DevOps : Building a Python virtual environment
When embarking on a devOps journey, getting a consistent development environment is the key. In this post, I show how to setup a virtual environment and install the correct libraries necessary for a project.
Virtual Environments: VirtualEnv
A Virtual Environment is a tool to keep the dependencies required by different projects in separate places, by creating virtual Python environments for them.
Source: https://python-guide-pt-br.readthedocs.io/en/latest/dev/virtualenvs/
The tool in python is called virtualenv.
To work with isolated environments, you’d need to follow these steps:
- Initial Setup
- Install the virtualenv tool.
- Initialize your environment
- Install dependencies
- Create the requirements.txt to remember the dependencies
- Check-in code and the requirements.txt file to code repository
- Developer installs
- Get the latest code
- Install virtual environment
- Install dependencies
- Start working on code
Let’s look into the steps in detail.
Initial Setup
Before commencing the project, one of the developers can follow these steps to help get the team going. The first step is to install the virtualenv tool.
pip install virtualenv
The next step is to initialize virtual environment on the project folder.
virtualenv myproject
This step will install python, pip and basic libraries within the project folder, myproject. After version 1.7 of virtualenv, it will use the option –no-site-packages by default. It means that virtualenv will NOT install the libraries available globally. This will help ensure that the project package will contain the bare minimum libraries and the libraries installed for the specific project.

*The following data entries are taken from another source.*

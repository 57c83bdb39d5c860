use glam::Vec3;

use repnet_server::{NetDriver, NetDriverConfig, NetworkActorSettings};
use repnet_shared::{ActorId, ConnectionConfig, NetGuid};

use crate::{helpers::TestClient, local_socket::LocalSocketPair, test_world::TestWorld};

/// Frame delta the helpers tick with, a 30 Hz server.
pub const FRAME_DELTA: f32 = 1.0 / 30.0;

/// A net driver plus the world it replicates.
pub struct TestServer {
    pub driver: NetDriver,
    pub world: TestWorld,
}

impl TestServer {
    /// A driver with a fixed seed and the level `TestLevel`.
    pub fn new() -> Self {
        Self::with_config(NetDriverConfig {
            level_name: "TestLevel".to_string(),
            game_mode: "TestGame".to_string(),
            seed: Some(7),
            ..Default::default()
        })
    }

    pub fn with_config(config: NetDriverConfig) -> Self {
        Self {
            driver: NetDriver::new(config),
            world: TestWorld::new(),
        }
    }

    /// Accepts a client and starts its handshake.
    pub fn connect(&mut self) -> TestClient {
        self.connect_with(ConnectionConfig::default())
    }

    pub fn connect_with(&mut self, client_config: ConnectionConfig) -> TestClient {
        let socket = LocalSocketPair::new();
        let key = self.driver.add_client_connection(socket.server_sender());
        let mut client = TestClient::new(key, socket, client_config, self.driver.time());
        client.connect();
        client
    }

    /// Spawns an actor in the world and registers it with the driver. Its
    /// net guid is its id.
    pub fn spawn_actor(&mut self, id: u64, location: Vec3, settings: NetworkActorSettings) -> ActorId {
        let actor = ActorId(id);
        self.world.spawn(actor, location);
        let settings = NetworkActorSettings {
            guid: NetGuid(id as u32),
            ..settings
        };
        if let Err(err) = self.driver.add_network_actor(actor, settings) {
            panic!("could not add {}: {}", actor, err);
        }
        actor
    }
}

impl Default for TestServer {
    fn default() -> Self {
        Self::new()
    }
}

After this, you will need to activate the virtual environment to start working on the project.
source myproject/venv/bin/activate
Once you do this, your prompt will change to show that you are now working in a virtual environment. It should look something like this.
(venv) user@machine $
Now, go ahead and install the libraries that may be required for the project. If all the dependencies can be named at this stage, it will simply make it easier to replicate the environment. The dependency list can always be updated as I’ll show in later.
pip install <library file>
Once done with the installations, create a list of the libraries and their versions.
pip freeze > myproject/requirements.txt
This file requirements.txt will hold the necessary dependencies for your project. In one of my projects, it looks like this:
appdirs==1.4.3
asn1crypto==0.22.0
cffi==1.10.0
cryptography==1.8.1
enum34==1.1.6
idna==2.5
ipaddress==1.0.18
jsontree==0.4.3
ndg-httpsclient==0.4.2
packaging==16.8
pyasn1==0.2.3
pycparser==2.17
pyOpenSSL==17.0.0
pyparsing==2.2.0
requests==2.14.2
six==1.10.0
urllib3==1.21.1
This fill will need to be checked in to your project code. At any time, if any other developer installs a new library, it will have to be added to this requirements.txt file. That way once other developers pull the update from the source code repository, they will be made aware of the new dependencies.
Developer Install
For each developer, the project setup is now straight-forward. They will need to install virtualenv.
pip install virtualenv
Then create a folder and activate virtual environment.
virtualenv myproject
source myproject/venv/bin/activate
After this, they’ll need to check-out the code from code repository. Assuming it is a git repo this will just be a git clone command.
git clone <your repo url>
Now navigate to this sub-folder.
(venv) user@machine $ cd myproject/myrepo
Install the dependencies:
pip install -r requirements.txt
That’s it! Your developer machine is now all set for coding.
This page is an excellent reference for virtualenv: https://python-guide-pt-br.readthedocs.io/en/latest/dev/virtualenvs/ for anything virtualenv.
Hope this post has been useful to you.